Le problème, avec cette question à la fois naïve et évidente, que l’on voudrait désarmante, et que l’on ne peut décemment ne pas poser, c’est que si la réponse est « ennemi ! », il sera trop tard pour que nous puissions l’entendre, puisque nous serons en principe déjà mort.
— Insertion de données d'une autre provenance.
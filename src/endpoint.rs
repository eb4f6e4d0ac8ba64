//! Endpoint lifecycle: bind, start, stop, unbind.

use mio::Poll;
use std::net::{IpAddr, SocketAddr, TcpListener, TcpStream};
use std::os::fd::AsRawFd;
use std::sync::atomic::{AtomicBool, AtomicU8, AtomicUsize, Ordering};
use std::sync::{Arc, OnceLock};
use std::thread::JoinHandle;
use std::time::Duration;

use crate::acceptor::{Acceptor, AcceptorState};
use crate::channel::Channel;
use crate::config::EndpointConfig;
use crate::error::Error;
use crate::event::{EventQueue, PollerEvent};
use crate::executor::ThreadPool;
use crate::handler::{Executor, Handler};
use crate::latch::{ConnectionLimiter, StopLatch};
use crate::pool::SyncStack;
use crate::poller::{Poller, PollerHandle, WAKE_TOKEN};
use crate::processor::SocketProcessor;
use crate::selector_pool::SelectorPool;

/// Endpoint-wide state shared by acceptors, pollers, and workers.
pub(crate) struct Shared {
    pub(crate) config: EndpointConfig,
    pub(crate) handler: Arc<dyn Handler>,
    pub(crate) executor: OnceLock<Arc<dyn Executor>>,
    running: AtomicBool,
    paused: AtomicBool,
    pub(crate) limiter: ConnectionLimiter,
    pub(crate) stop_latch: StopLatch,
    pub(crate) channel_cache: SyncStack<Channel>,
    pub(crate) event_cache: SyncStack<PollerEvent>,
    pub(crate) processor_cache: SyncStack<SocketProcessor>,
    pub(crate) selectors: SelectorPool,
    pub(crate) tls: Option<Arc<rustls::ServerConfig>>,
    pub(crate) rotation: AtomicUsize,
}

impl Shared {
    pub(crate) fn new(
        config: EndpointConfig,
        handler: Arc<dyn Handler>,
        tls: Option<Arc<rustls::ServerConfig>>,
    ) -> Self {
        let socket_config = &config.socket;
        Self {
            handler,
            executor: OnceLock::new(),
            running: AtomicBool::new(true),
            paused: AtomicBool::new(false),
            limiter: ConnectionLimiter::new(config.max_connections),
            stop_latch: StopLatch::new(config.poller_threads),
            channel_cache: SyncStack::new(socket_config.buffer_pool),
            event_cache: SyncStack::new(socket_config.event_cache),
            processor_cache: SyncStack::new(socket_config.processor_cache),
            selectors: SelectorPool::new(socket_config.max_helper_selectors),
            tls,
            rotation: AtomicUsize::new(0),
            config,
        }
    }

    pub(crate) fn is_running(&self) -> bool {
        self.running.load(Ordering::Acquire)
    }

    pub(crate) fn is_paused(&self) -> bool {
        self.paused.load(Ordering::Acquire)
    }

    fn set_running(&self, running: bool) {
        self.running.store(running, Ordering::Release);
    }

    fn set_paused(&self, paused: bool) {
        self.paused.store(paused, Ordering::Release);
    }
}

/// A readiness-based TCP endpoint.
///
/// ```no_run
/// use std::sync::Arc;
/// use trireme::{Endpoint, EndpointConfig, Handler, SocketEvent, SocketState};
///
/// struct Echo;
///
/// impl Handler for Echo {
///     fn process(
///         &self,
///         conn: &Arc<trireme::Connection>,
///         _event: SocketEvent,
///     ) -> SocketState {
///         let mut buf = [0u8; 4096];
///         match conn.read(&mut buf) {
///             Ok(0) => SocketState::Closed,
///             Ok(n) => {
///                 let _ = conn.write(&buf[..n]);
///                 conn.register_read_interest();
///                 SocketState::Open
///             }
///             Err(_) => SocketState::Closed,
///         }
///     }
/// }
///
/// let mut endpoint = Endpoint::new(EndpointConfig::default(), Arc::new(Echo));
/// endpoint.bind().unwrap();
/// endpoint.start().unwrap();
/// ```
pub struct Endpoint {
    config: EndpointConfig,
    handler: Arc<dyn Handler>,
    executor: Option<Arc<dyn Executor>>,
    tls: Option<Arc<rustls::ServerConfig>>,
    listener: Option<Arc<TcpListener>>,
    local_addr: Option<SocketAddr>,
    shared: Option<Arc<Shared>>,
    pollers: Vec<Arc<PollerHandle>>,
    poller_threads: Vec<JoinHandle<()>>,
    acceptor_threads: Vec<JoinHandle<()>>,
    acceptor_states: Vec<Arc<AtomicU8>>,
    running: bool,
}

impl Endpoint {
    pub fn new(config: EndpointConfig, handler: Arc<dyn Handler>) -> Self {
        Self {
            config,
            handler,
            executor: None,
            tls: None,
            listener: None,
            local_addr: None,
            shared: None,
            pollers: Vec::new(),
            poller_threads: Vec::new(),
            acceptor_threads: Vec::new(),
            acceptor_states: Vec::new(),
            running: false,
        }
    }

    /// Supply the worker pool. Without this, `start` creates a default
    /// [`ThreadPool`] sized by `worker_threads`.
    pub fn with_executor(mut self, executor: Arc<dyn Executor>) -> Self {
        self.executor = Some(executor);
        self
    }

    /// Activate the secure channel variant: every accepted connection gets a
    /// TLS session built from this configuration.
    pub fn with_tls(mut self, config: Arc<rustls::ServerConfig>) -> Self {
        self.tls = Some(config);
        self
    }

    /// Create (or adopt) and bind the server socket. The socket stays in
    /// blocking mode; the acceptor thread parks in `accept`.
    pub fn bind(&mut self) -> Result<(), Error> {
        self.config.validate()?;
        if self.listener.is_some() {
            return Ok(());
        }

        let listener = if self.config.use_inherited_channel {
            // adopt the socket the OS launched us with
            use std::os::fd::FromRawFd;
            unsafe { TcpListener::from_raw_fd(0) }
        } else {
            let addr = SocketAddr::new(self.config.address, self.config.port);
            let domain = match addr {
                SocketAddr::V4(_) => socket2::Domain::IPV4,
                SocketAddr::V6(_) => socket2::Domain::IPV6,
            };
            let socket = socket2::Socket::new(
                domain,
                socket2::Type::STREAM,
                Some(socket2::Protocol::TCP),
            )?;
            socket.set_reuse_address(true)?;
            socket.bind(&addr.into())?;
            socket.listen(self.config.accept_count as i32)?;
            socket.into()
        };

        self.local_addr = listener.local_addr().ok();
        self.listener = Some(Arc::new(listener));
        Ok(())
    }

    /// The bound address, useful when binding to port 0.
    pub fn local_addr(&self) -> Option<SocketAddr> {
        self.local_addr
    }

    /// Allocate caches and the connection limiter, spawn poller threads,
    /// then acceptor threads.
    pub fn start(&mut self) -> Result<(), Error> {
        if self.running {
            return Err(Error::AlreadyRunning);
        }
        let listener = self.listener.clone().ok_or(Error::NotBound)?;

        let shared = Arc::new(Shared::new(
            self.config.clone(),
            self.handler.clone(),
            self.tls.clone(),
        ));

        let executor: Arc<dyn Executor> = match &self.executor {
            Some(executor) => executor.clone(),
            None => Arc::new(ThreadPool::new(self.config.worker_threads).map_err(Error::Io)?),
        };
        let _ = shared.executor.set(executor);

        for id in 0..self.config.poller_threads {
            let poll = Poll::new()?;
            let waker = mio::Waker::new(poll.registry(), WAKE_TOKEN)?;
            let registry = poll.registry().try_clone()?;
            let handle = Arc::new(PollerHandle {
                id,
                queue: EventQueue::new(waker),
                registry,
                close: AtomicBool::new(false),
                key_count: AtomicUsize::new(0),
            });
            let poller = Poller::new(poll, handle.clone(), shared.clone());
            let priority = self.config.poller_thread_priority;
            let thread = std::thread::Builder::new()
                .name(format!("poller-{id}"))
                .spawn(move || {
                    if priority != 0 {
                        apply_thread_priority(priority);
                    }
                    poller.run();
                })
                .map_err(Error::Io)?;
            self.pollers.push(handle);
            self.poller_threads.push(thread);
        }

        for id in 0..self.config.acceptor_threads {
            let state = Arc::new(AtomicU8::new(AcceptorState::New as u8));
            let acceptor = Acceptor::new(
                shared.clone(),
                listener.clone(),
                self.pollers.clone(),
                state.clone(),
            );
            let thread = std::thread::Builder::new()
                .name(format!("acceptor-{id}"))
                .spawn(move || acceptor.run())
                .map_err(Error::Io)?;
            self.acceptor_states.push(state);
            self.acceptor_threads.push(thread);
        }

        self.shared = Some(shared);
        self.running = true;
        Ok(())
    }

    /// Stop accepting; established connections keep being served.
    pub fn pause(&self) {
        if let Some(shared) = &self.shared {
            shared.set_paused(true);
        }
    }

    pub fn resume(&self) {
        if let Some(shared) = &self.shared {
            shared.set_paused(false);
        }
    }

    /// Stop the endpoint: unblock the acceptor, close every poller, wait on
    /// the stop latch, then shut the worker pool down and clear the caches.
    /// Returns `false` when the pollers did not stop within the deadline.
    pub fn stop(&mut self) -> bool {
        if !self.running {
            return true;
        }
        self.running = false;

        let Some(shared) = self.shared.clone() else {
            return true;
        };

        shared.limiter.release_all();
        shared.set_paused(true);
        shared.set_running(false);
        self.unlock_accept();

        for handle in &self.pollers {
            handle.destroy();
        }

        let deadline = Duration::from_millis(self.config.selector_timeout_ms + 100);
        let clean = shared.stop_latch.wait(deadline);
        if !clean {
            tracing::warn!("timed out waiting for poller threads to stop");
        }

        if let Some(executor) = shared.executor.get() {
            executor.shutdown();
        }
        shared.event_cache.clear();
        shared.channel_cache.clear();
        shared.processor_cache.clear();

        for thread in self.acceptor_threads.drain(..) {
            let _ = thread.join();
        }
        for thread in self.poller_threads.drain(..) {
            let _ = thread.join();
        }
        self.pollers.clear();
        self.acceptor_states.clear();

        clean
    }

    /// Close the server socket and release the handler.
    pub fn unbind(&mut self) {
        if self.running {
            self.stop();
        }
        self.listener = None;
        self.local_addr = None;
        self.handler.recycle();
        self.tls = None;
        self.shared = None;
    }

    /// Unblock acceptor threads parked in `accept`: shut the listening
    /// socket down for reads, with a loopback self-connect as a fallback.
    fn unlock_accept(&self) {
        let Some(listener) = &self.listener else {
            return;
        };
        unsafe {
            libc::shutdown(listener.as_raw_fd(), libc::SHUT_RD);
        }
        if let Some(addr) = self.local_addr {
            let wake_addr = if addr.ip().is_unspecified() {
                let localhost: IpAddr = match addr {
                    SocketAddr::V4(_) => IpAddr::from([127, 0, 0, 1]),
                    SocketAddr::V6(_) => IpAddr::from([0u16, 0, 0, 0, 0, 0, 0, 1]),
                };
                SocketAddr::new(localhost, addr.port())
            } else {
                addr
            };
            let _ = TcpStream::connect_timeout(&wake_addr, Duration::from_millis(100));
        }
    }

    /// Current state of each acceptor thread.
    pub fn acceptor_states(&self) -> Vec<AcceptorState> {
        self.acceptor_states
            .iter()
            .map(|state| match state.load(Ordering::Relaxed) {
                0 => AcceptorState::New,
                1 => AcceptorState::Running,
                2 => AcceptorState::Paused,
                _ => AcceptorState::Ended,
            })
            .collect()
    }

    /// Reconfigure the connection limit at runtime; -1 makes the limiter
    /// unbounded.
    pub fn set_max_connections(&self, max: i64) {
        if let Some(shared) = &self.shared {
            shared.limiter.set_max(max);
        }
    }

    /// Number of connections currently counted by the limiter.
    pub fn active_connections(&self) -> i64 {
        self.shared
            .as_ref()
            .map(|shared| shared.limiter.count())
            .unwrap_or(0)
    }

    /// Connections currently registered across all pollers (keep-alive
    /// connections waiting for their next request included).
    pub fn keep_alive_count(&self) -> usize {
        self.pollers.iter().map(|p| p.key_count()).sum()
    }

    pub fn is_running(&self) -> bool {
        self.running
    }
}

impl Drop for Endpoint {
    fn drop(&mut self) {
        self.stop();
    }
}

fn apply_thread_priority(nice: i32) {
    // on Linux this scopes to the calling thread, not the process
    unsafe {
        libc::setpriority(libc::PRIO_PROCESS as _, 0, nice);
    }
}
On aurait pu aussi penser que s’il s’était agi d’un ami, il se serait approché sans masque et sans façon, n’hésitant pas à nous interpeller, ce qui nous aurait dispensé d’imaginer même devoir poser la question.
Celle, principale, qui demeure quoi qu’il en soit, n’en reste pas moins : cela nous donnerait-il le droit de tirer ? Si tous les flingueurs de la planète prenaient ne serait-ce qu’un seconde pour y réfléchir, on aurait peut-être moins de cadavres à déplorer sur les futures scènes de crime, qu’elles soient militaires, policières, politiques et financières, ou misérablement situées sur les radeaux en miettes et en perdition d’individus déboussolés.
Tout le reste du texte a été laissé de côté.